Unfortunately it is not possible in CUDA 3.2 since it allows only one host thread deal with one CUDA context, it means one host thread per one CUDA enabled GPU.
Hopefully, in CUDA 4.0 it will be possible: CUDA 4.0 RC news
EDIT: I have tested in CUDA 4.0 RC, using open mp. I created one host thread per cuda stream. And it started to work.
There is: cudaEventRecord(event, stream) and cudaEventSynchronize(event). The reference manual http://developer.download.nvidia.com/compute/cuda/3_2/toolkit/docs/CUDA_Toolkit_Reference_Manual.pdf has all the details.
Edit: BTW streams are handy for concurrent execution of kernels and memory transfers. Why do you want to serialize the execution by waiting on the current stream to finish?
Instead of cudaStreamQuery, you want cudaStreamSynchronize
int sid = 0;
for (int d = 0; d < DATA_SIZE; d+=DATA_STEP) {
cudaStreamSynchronize(streams[sid]);
cudaMemcpyAssync(d_data, h_data + d, DATA_STEP, cudaMemcpyHostToDevice, streams[sid]);
kernel<<<gridDim, blockDim, smSize streams[sid]>>>(d_data, DATA_STEP);
sid = ++sid % S_N;
}
(You can also use cudaThreadSynchronize to wait for launches across all streams, and events with cudaEventSynchronize for more advanced host/device synchronization.)
You can further control the type of waiting that occurs with these synchronization functions. Look at the reference manual for the cudaDeviceBlockingSync flag and others. The default is probably what you want, though.

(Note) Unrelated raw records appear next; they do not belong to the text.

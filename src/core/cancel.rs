/// Cooperative stop flag for the job currently on the panel.
use std::sync::Arc;
use std::sync::atomic::{AtomicBool, Ordering};

#[derive(Debug, Clone, Default)]
pub struct CancellationSignal {
    flag: Arc<AtomicBool>,
}

impl CancellationSignal {
    pub fn new() -> Self {
        Self::default()
    }

    /// Ask the running routine to stop before its next frame.
    pub fn raise(&self) {
        self.flag.store(true, Ordering::SeqCst);
    }

    /// Called by the worker before each job so a stale stop never carries over.
    pub fn reset(&self) {
        self.flag.store(false, Ordering::SeqCst);
    }

    pub fn is_set(&self) -> bool {
        self.flag.load(Ordering::SeqCst)
    }
}

#[cfg(test)]
mod tests {
    use super::*;

    #[test]
    fn test_raise_is_shared_between_clones() {
        let signal = CancellationSignal::new();
        let observer = signal.clone();
        assert!(!observer.is_set());

        signal.raise();
        signal.raise();
        assert!(observer.is_set());

        observer.reset();
        assert!(!signal.is_set());
    }
}
/// Still image decoding. GIF input is handed to the GIF decoder so animations keep
/// their frames; a GIF with a single frame comes back as a still.
use image::{ImageFormat, RgbaImage};
use tiny_skia::Pixmap;
use tracing::debug;

use crate::core::job::AnimationFrame;
use crate::source::SourceError;
use crate::source::gif::decode_gif;

#[derive(Debug)]
pub enum DecodedImage {
    Still(Pixmap),
    Animated(Vec<AnimationFrame>),
}

impl DecodedImage {
    pub fn is_animated(&self) -> bool {
        matches!(self, DecodedImage::Animated(_))
    }
}

pub fn decode(bytes: &[u8]) -> Result<DecodedImage, SourceError> {
    if image::guess_format(bytes).ok() == Some(ImageFormat::Gif) {
        let mut frames = decode_gif(bytes)?;
        if frames.len() > 1 {
            return Ok(DecodedImage::Animated(frames));
        }
        let first = frames.pop().ok_or(SourceError::NoFrames)?;
        return Ok(DecodedImage::Still(first.pixmap));
    }

    let img = image::load_from_memory(bytes)?;
    debug!("Decoded {}x{} still image", img.width(), img.height());
    pixmap_from_rgba(&img.to_rgba8())
}

/// Convert straight-alpha RGBA into a premultiplied pixmap.
fn pixmap_from_rgba(rgba: &RgbaImage) -> Result<DecodedImage, SourceError> {
    let (w, h) = (rgba.width(), rgba.height());
    let mut pixmap = Pixmap::new(w, h).ok_or(SourceError::Size(w, h))?;
    premultiply_into(rgba.as_raw(), pixmap.data_mut());
    Ok(DecodedImage::Still(pixmap))
}

/// Premultiply straight RGBA `src` into `dst`. Both are 4 bytes per pixel.
pub(crate) fn premultiply_into(src: &[u8], dst: &mut [u8]) {
    for (s, d) in src.chunks_exact(4).zip(dst.chunks_exact_mut(4)) {
        let a = s[3] as u16;
        d[0] = (s[0] as u16 * a / 255) as u8;
        d[1] = (s[1] as u16 * a / 255) as u8;
        d[2] = (s[2] as u16 * a / 255) as u8;
        d[3] = s[3];
    }
}

#[cfg(test)]
mod tests {
    use super::*;
    use std::io::Cursor;

    fn png_bytes(img: &RgbaImage) -> Vec<u8> {
        let mut out = Cursor::new(Vec::new());
        img.write_to(&mut out, ImageFormat::Png).unwrap();
        out.into_inner()
    }

    #[test]
    fn test_decode_png_still() {
        let img = RgbaImage::from_pixel(3, 2, image::Rgba([10, 20, 30, 255]));
        let decoded = decode(&png_bytes(&img)).unwrap();
        assert!(!decoded.is_animated());

        let DecodedImage::Still(pixmap) = decoded else {
            panic!("expected still");
        };
        assert_eq!((pixmap.width(), pixmap.height()), (3, 2));
        assert_eq!(&pixmap.data()[..4], &[10, 20, 30, 255]);
    }

    #[test]
    fn test_transparent_pixels_are_premultiplied() {
        let img = RgbaImage::from_pixel(1, 1, image::Rgba([200, 100, 50, 0]));
        let DecodedImage::Still(pixmap) = decode(&png_bytes(&img)).unwrap() else {
            panic!("expected still");
        };
        assert_eq!(pixmap.data(), &[0, 0, 0, 0]);
    }

    #[test]
    fn test_garbage_is_rejected() {
        assert!(matches!(
            decode(b"definitely not an image"),
            Err(SourceError::Decode(_))
        ));
    }
}
/// FIFO job queue shared between request handlers and the display worker.
///
/// The id counter, queue depth and current-job snapshot live behind one mutex that is
/// only ever held for a few field updates, never across a render or a queue wait.
use serde::Serialize;
use std::sync::{Arc, Mutex, MutexGuard, PoisonError};
use tokio::sync::mpsc;
use tracing::{debug, warn};

use crate::core::job::{InvalidJobError, Job, JobId, JobKind, JobRequest};

#[derive(Debug, Clone, Copy, PartialEq, Eq, Serialize)]
#[serde(rename_all = "snake_case")]
pub enum WorkerState {
    Idle,
    Rendering,
}

/// Point-in-time view for status queries
#[derive(Debug, Clone, Copy, PartialEq, Eq, Serialize)]
pub struct StatusSnapshot {
    pub current_job_id: Option<JobId>,
    pub current_job_kind: Option<JobKind>,
    pub queue_depth: usize,
    pub state: WorkerState,
}

struct QueueState {
    next_id: JobId,
    depth: usize,
    current: Option<(JobId, JobKind)>,
}

fn lock(state: &Mutex<QueueState>) -> MutexGuard<'_, QueueState> {
    state.lock().unwrap_or_else(PoisonError::into_inner)
}

/// Create a connected producer/consumer pair. Ids start at 1.
pub fn job_queue() -> (JobSender, JobReceiver) {
    let (tx, rx) = mpsc::unbounded_channel();
    let state = Arc::new(Mutex::new(QueueState {
        next_id: 1,
        depth: 0,
        current: None,
    }));
    (
        JobSender {
            tx,
            state: state.clone(),
        },
        JobReceiver { rx, state },
    )
}

/// Producer side. Cheap to clone; pushing never waits on the worker.
#[derive(Clone)]
pub struct JobSender {
    tx: mpsc::UnboundedSender<Job>,
    state: Arc<Mutex<QueueState>>,
}

impl JobSender {
    /// Validate the request, give it the next id and append it.
    pub fn push(&self, request: JobRequest) -> Result<JobId, InvalidJobError> {
        let mut state = lock(&self.state);
        let job = request.into_job(state.next_id)?;
        let id = job.id();
        let kind = job.kind();
        state.next_id += 1;

        // Sending under the lock keeps channel order identical to id order.
        if self.tx.send(job).is_err() {
            warn!("Job {} ({}) dropped: display worker has stopped", id, kind);
            return Ok(id);
        }
        state.depth += 1;
        debug!("Queued job {} ({}), depth {}", id, kind, state.depth);
        Ok(id)
    }

    /// Drop the current-job marker. Used when the worker is torn down mid-job and
    /// will never call `finish` itself.
    pub fn release_current(&self) {
        lock(&self.state).current = None;
    }

    pub fn status(&self) -> StatusSnapshot {
        let state = lock(&self.state);
        StatusSnapshot {
            current_job_id: state.current.map(|(id, _)| id),
            current_job_kind: state.current.map(|(_, kind)| kind),
            queue_depth: state.depth,
            state: if state.current.is_some() {
                WorkerState::Rendering
            } else {
                WorkerState::Idle
            },
        }
    }
}

/// Consumer side, owned by the worker.
pub struct JobReceiver {
    rx: mpsc::UnboundedReceiver<Job>,
    state: Arc<Mutex<QueueState>>,
}

impl JobReceiver {
    /// Wait for the next job. Returns `None` once every sender is gone.
    pub async fn recv(&mut self) -> Option<Job> {
        self.rx.recv().await
    }

    /// Publish a popped job as the current one.
    pub fn begin(&self, job: &Job) {
        let mut state = lock(&self.state);
        state.depth = state.depth.saturating_sub(1);
        state.current = Some((job.id(), job.kind()));
    }

    pub fn finish(&self) {
        lock(&self.state).current = None;
    }
}
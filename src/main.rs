use anyhow::{Context, Result};
use clap::Parser;
use std::path::PathBuf;
use std::sync::Arc;
use std::time::Duration;
use tracing::{error, info, warn};
use tracing_subscriber::fmt::writer::BoxMakeWriter;

mod api;
mod config;
mod core;
mod render;
mod sink;
mod source;

use crate::api::AppState;
use crate::config::{OutputMode, PlayerConfig};
use crate::core::manager::DisplayManager;
use crate::source::fetch::MediaFetcher;
use crate::source::text::TextRenderer;

#[derive(Parser, Debug)]
#[command(name = "matrix-player", about = "Network-controlled LED matrix display service")]
struct Args {
    /// Display width in pixels
    #[arg(long, default_value_t = 64)]
    width: u32,

    /// Display height in pixels
    #[arg(long, default_value_t = 64)]
    height: u32,

    /// HTTP bind address
    #[arg(long, default_value = "0.0.0.0")]
    bind: String,

    /// HTTP listen port
    #[arg(long, default_value_t = 9191)]
    port: u16,

    /// Output mode: png, raw, framebuffer, headless
    #[arg(long, default_value = "png")]
    output: OutputMode,

    /// Output file path (PNG file or framebuffer device)
    #[arg(long, default_value = "output.png")]
    output_path: PathBuf,

    /// Software brightness, 0-100
    #[arg(long, default_value_t = 70, value_parser = clap::value_parser!(u8).range(0..=100))]
    brightness: u8,

    /// TrueType font used for text and weather
    #[arg(long, default_value = "/usr/share/fonts/truetype/dejavu/DejaVuSans.ttf")]
    font: PathBuf,

    /// Seconds a job is shown when the request omits `duration`
    #[arg(long, default_value_t = 10.0)]
    default_duration: f64,

    /// Timeout for image downloads, in seconds
    #[arg(long, default_value_t = 10)]
    fetch_timeout: u64,

    /// Log level
    #[arg(long, default_value = "info")]
    log_level: String,
}

impl Args {
    fn into_config(self) -> PlayerConfig {
        PlayerConfig {
            width: self.width,
            height: self.height,
            bind: self.bind,
            port: self.port,
            output_mode: self.output,
            output_path: self.output_path,
            brightness: self.brightness,
            font_path: self.font,
            default_duration: self.default_duration,
            fetch_timeout: Duration::from_secs(self.fetch_timeout),
        }
    }
}

#[tokio::main]
async fn main() -> Result<()> {
    let args = Args::parse();

    // Raw mode streams frames on stdout; logs must not interleave with them
    let log_writer = if args.output.uses_stdout() {
        BoxMakeWriter::new(std::io::stderr)
    } else {
        BoxMakeWriter::new(std::io::stdout)
    };

    tracing_subscriber::fmt()
        .with_writer(log_writer)
        .with_env_filter(
            tracing_subscriber::EnvFilter::try_from_default_env()
                .unwrap_or_else(|_| args.log_level.parse().unwrap_or_default()),
        )
        .init();

    info!(
        "matrix-player v{} starting ({}x{}, {:?} output)",
        env!("CARGO_PKG_VERSION"),
        args.width,
        args.height,
        args.output
    );

    let config = args.into_config();
    if !(config.default_duration > 0.0 && config.default_duration.is_finite()) {
        anyhow::bail!("--default-duration must be a positive number of seconds");
    }

    // Without a sink there is nothing to serve
    let sink = sink::open_sink(&config).inspect_err(|e| error!("{:#}", e))?;

    let text = match TextRenderer::from_file(&config.font_path) {
        Ok(renderer) => Some(Arc::new(renderer)),
        Err(e) => {
            warn!("Text and weather rendering disabled: {}", e);
            None
        }
    };
    let fetcher = MediaFetcher::new(config.fetch_timeout).context("Failed to build HTTP client")?;

    let manager = Arc::new(DisplayManager::start(sink));
    let state = AppState {
        manager: manager.clone(),
        fetcher,
        text,
        width: config.width,
        height: config.height,
        default_duration: config.default_duration,
    };

    let addr = format!("{}:{}", config.bind, config.port);
    let listener = tokio::net::TcpListener::bind(&addr)
        .await
        .with_context(|| format!("Failed to bind {}", addr))?;
    info!("HTTP API listening on {}", addr);

    axum::serve(listener, api::router(state))
        .with_graceful_shutdown(shutdown_signal())
        .await
        .context("HTTP server error")?;

    manager.shutdown().await;
    info!("matrix-player shutdown");
    Ok(())
}

async fn shutdown_signal() {
    if let Err(e) = tokio::signal::ctrl_c().await {
        warn!("Failed to listen for Ctrl-C: {}", e);
        std::future::pending::<()>().await;
    }
    info!("Shutdown requested");
}
/// Display worker: the single consumer of the job queue and the only owner of the sink.
use tokio::time::Instant;
use tracing::{info, warn};

use crate::core::cancel::CancellationSignal;
use crate::core::job::{Job, JobPayload};
use crate::core::queue::JobReceiver;
use crate::render::RenderError;
use crate::render::engine::{self, Playback};
use crate::sink::PixelSink;

pub struct Worker {
    sink: Box<dyn PixelSink>,
    jobs: JobReceiver,
    cancel: CancellationSignal,
}

impl Worker {
    pub fn new(sink: Box<dyn PixelSink>, jobs: JobReceiver, cancel: CancellationSignal) -> Self {
        Self { sink, jobs, cancel }
    }

    /// Run jobs one at a time until the queue closes or the task is aborted.
    pub async fn run(mut self) {
        info!(
            "Display worker started ({}x{})",
            self.sink.width(),
            self.sink.height()
        );

        while let Some(job) = self.jobs.recv().await {
            // A stop aimed at the previous job must not hit this one
            self.cancel.reset();
            self.jobs.begin(&job);

            let (id, kind) = (job.id(), job.kind());
            info!("Job {} ({}) started, duration {:?}", id, kind, job.duration());
            let started = Instant::now();

            match self.render(&job).await {
                Ok(()) if self.cancel.is_set() => {
                    info!("Job {} ({}) stopped after {:.2?}", id, kind, started.elapsed());
                }
                Ok(()) => {
                    info!("Job {} ({}) finished after {:.2?}", id, kind, started.elapsed());
                }
                Err(e) => {
                    warn!("Job {} ({}) abandoned: {}", id, kind, e);
                }
            }

            self.jobs.finish();
        }

        info!("Job queue closed, display worker exiting");
    }

    async fn render(&mut self, job: &Job) -> Result<(), RenderError> {
        let playback = Playback::start(job.duration(), &self.cancel);
        let sink = self.sink.as_mut();

        match job.payload() {
            JobPayload::Image(frame) | JobPayload::Weather(frame) => {
                engine::show_still(sink, frame, &playback).await
            }
            JobPayload::Animation(frames) => engine::play_animation(sink, frames, &playback).await,
            JobPayload::Text(strip) => engine::scroll_text(sink, strip, &playback).await,
            JobPayload::Clear => engine::clear(sink).await,
            JobPayload::Noop => {
                engine::noop().await;
                Ok(())
            }
        }
    }
}
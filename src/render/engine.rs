/// Render routines: each drives the sink for one job until the job expires or is
/// cancelled. The stop condition is checked before every frame write, so a stop
/// request takes effect within one frame hold.
use std::time::Duration;
use tiny_skia::Pixmap;
use tokio::time::{self, Instant};
use tracing::{debug, trace};

use crate::core::cancel::CancellationSignal;
use crate::core::job::{AnimationFrame, TextStrip};
use crate::render::RenderError;
use crate::render::fit::fit_to;
use crate::render::scroll::{ScrollCursor, compose_viewport};
use crate::sink::PixelSink;

/// How often a still image re-checks its stop condition
pub const STILL_POLL: Duration = Duration::from_millis(50);
/// Floor for animation frame delays from broken metadata
pub const MIN_FRAME_HOLD: Duration = Duration::from_millis(10);
/// One column of scroll per tick
pub const SCROLL_TICK: Duration = Duration::from_millis(20);
/// Blank stays up at least this long before the next job
pub const CLEAR_HOLD: Duration = Duration::from_millis(50);
pub const NOOP_YIELD: Duration = Duration::from_millis(10);

/// Timing and stop state for one job.
pub struct Playback<'a> {
    started: Instant,
    duration: Option<Duration>,
    cancel: &'a CancellationSignal,
}

impl<'a> Playback<'a> {
    pub fn start(duration: Option<Duration>, cancel: &'a CancellationSignal) -> Self {
        Self {
            started: Instant::now(),
            duration,
            cancel,
        }
    }

    pub fn should_stop(&self) -> bool {
        self.cancel.is_set() || self.remaining().is_some_and(|r| r.is_zero())
    }

    /// Time left before expiry; `None` for an unbounded job.
    fn remaining(&self) -> Option<Duration> {
        self.duration
            .map(|d| d.saturating_sub(self.started.elapsed()))
    }

    /// Sleep for `hold`, or less if the job expires sooner.
    async fn hold(&self, hold: Duration) {
        let hold = match self.remaining() {
            Some(left) => hold.min(left),
            None => hold,
        };
        time::sleep(hold).await;
    }
}

/// Static image and weather: one write, then wait. The panel keeps the last frame.
pub async fn show_still(
    sink: &mut dyn PixelSink,
    frame: &Pixmap,
    playback: &Playback<'_>,
) -> Result<(), RenderError> {
    if playback.should_stop() {
        return Ok(());
    }
    let fitted = fit_to(frame, sink.width(), sink.height())?;
    sink.show(&fitted)?;

    while !playback.should_stop() {
        playback.hold(STILL_POLL).await;
    }
    Ok(())
}

/// Loop the frames forever, each held for its own delay.
pub async fn play_animation(
    sink: &mut dyn PixelSink,
    frames: &[AnimationFrame],
    playback: &Playback<'_>,
) -> Result<(), RenderError> {
    let (w, h) = (sink.width(), sink.height());
    let fitted = frames
        .iter()
        .map(|f| -> Result<(Pixmap, Duration), RenderError> {
            Ok((fit_to(&f.pixmap, w, h)?, f.delay))
        })
        .collect::<Result<Vec<_>, _>>()?;
    if fitted.is_empty() {
        return Ok(());
    }
    debug!("Playing animation: {} frames", fitted.len());

    let mut index = 0;
    while !playback.should_stop() {
        let (pixmap, delay) = &fitted[index];
        sink.show(pixmap)?;
        trace!("Animation frame {}", index);
        time::sleep((*delay).max(MIN_FRAME_HOLD)).await;
        index = (index + 1) % fitted.len();
    }
    Ok(())
}

/// Scroll the strip right to left, one column per tick, looping seamlessly.
pub async fn scroll_text(
    sink: &mut dyn PixelSink,
    strip: &TextStrip,
    playback: &Playback<'_>,
) -> Result<(), RenderError> {
    let (w, h) = (sink.width(), sink.height());
    let mut viewport = Pixmap::new(w, h).ok_or(RenderError::Canvas(w, h))?;
    let mut cursor = ScrollCursor::new(strip.text_width, w);
    debug!(
        "Scrolling text: {} px wide, period {}",
        strip.text_width,
        cursor.period()
    );

    while !playback.should_stop() {
        compose_viewport(&strip.pixmap, &cursor, &mut viewport);
        sink.show(&viewport)?;
        cursor.advance();
        time::sleep(SCROLL_TICK).await;
    }
    Ok(())
}

/// Blank the panel and keep it blank briefly. Duration does not apply.
pub async fn clear(sink: &mut dyn PixelSink) -> Result<(), RenderError> {
    sink.blank()?;
    time::sleep(CLEAR_HOLD).await;
    Ok(())
}

pub async fn noop() {
    time::sleep(NOOP_YIELD).await;
}
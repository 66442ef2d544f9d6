//! Random maze generation, used as a source of grids.

use crate::error::{PathfindingError, Result};
use crate::grid::{CellState, Grid};
use log::debug;
use rand::Rng;

pub const DEFAULT_WIDTH: usize = 50;
pub const DEFAULT_HEIGHT: usize = 30;
pub const DEFAULT_WALL_DENSITY: f64 = 0.3;

/// Blocks every cell independently with probability `wall_density`. The top-left and
/// bottom-right corners are always left open so they can serve as endpoints. The result is
/// not guaranteed to be solvable.
pub fn generate_random_maze<R: Rng + ?Sized>(
    width: usize,
    height: usize,
    wall_density: f64,
    rng: &mut R,
) -> Result<Grid> {
    if !(0.0..=1.0).contains(&wall_density) {
        return Err(PathfindingError::InvalidConfig(format!(
            "wall density {} must lie within [0, 1]",
            wall_density
        )));
    }
    if width == 0 || height == 0 {
        return Err(PathfindingError::MalformedGrid(format!(
            "grid size {}x{} is empty",
            width, height
        )));
    }
    let mut rows: Vec<Vec<CellState>> = (0..height)
        .map(|_| {
            (0..width)
                .map(|_| {
                    if rng.gen_bool(wall_density) {
                        CellState::Blocked
                    } else {
                        CellState::Open
                    }
                })
                .collect()
        })
        .collect();
    rows[0][0] = CellState::Open;
    rows[height - 1][width - 1] = CellState::Open;
    let grid = Grid::new(rows)?;
    debug!(
        "Generated {}x{} maze with {} walls",
        width,
        height,
        grid.blocked_count()
    );
    Ok(grid)
}

#[cfg(test)]
mod tests {
    use super::*;
    use crate::Cell;
    use rand::{rngs::StdRng, SeedableRng};

    #[test]
    fn corners_stay_open() {
        let mut rng = StdRng::seed_from_u64(7);
        for _ in 0..20 {
            let grid = generate_random_maze(8, 5, 0.9, &mut rng).unwrap();
            assert_eq!(grid.width(), 8);
            assert_eq!(grid.height(), 5);
            assert_eq!(grid.is_open(Cell::new(0, 0)), Ok(true));
            assert_eq!(grid.is_open(Cell::new(7, 4)), Ok(true));
        }
    }

    #[test]
    fn density_extremes() {
        let mut rng = StdRng::seed_from_u64(0);
        let open = generate_random_maze(DEFAULT_WIDTH, DEFAULT_HEIGHT, 0.0, &mut rng).unwrap();
        assert_eq!(open.blocked_count(), 0);
        let full = generate_random_maze(4, 4, 1.0, &mut rng).unwrap();
        assert_eq!(full.blocked_count(), 14);
    }

    #[test]
    fn same_seed_same_maze() {
        let a = generate_random_maze(20, 10, DEFAULT_WALL_DENSITY, &mut StdRng::seed_from_u64(3))
            .unwrap();
        let b = generate_random_maze(20, 10, DEFAULT_WALL_DENSITY, &mut StdRng::seed_from_u64(3))
            .unwrap();
        assert_eq!(a.to_string(), b.to_string());
    }

    #[test]
    fn rejects_bad_density() {
        let mut rng = StdRng::seed_from_u64(0);
        assert!(matches!(
            generate_random_maze(3, 3, 1.5, &mut rng),
            Err(PathfindingError::InvalidConfig(_))
        ));
        assert!(matches!(
            generate_random_maze(0, 3, 0.3, &mut rng),
            Err(PathfindingError::MalformedGrid(_))
        ));
    }
}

You need to copy the data-chunk and execute kernel on that data-chunk in different for loops. That'll be more efficient.
like this:
size = N*sizeof(float)/nStreams;
for (i=0; i<nStreams; i++){
offset = i*N/nStreams;
cudaMemcpyAsync(a_d+offset, a_h+offset, size, cudaMemcpyHostToDevice, stream[i]);
}
for (i=0; i<nStreams; i++){
offset = i*N/nStreams;
kernel<<<N(nThreads*nStreams), nThreads, 0, stream[i]>>> (a_d+offset);
}
In this way the memory copy doesn't have to wait for kernel execution of previous stream and vice versa.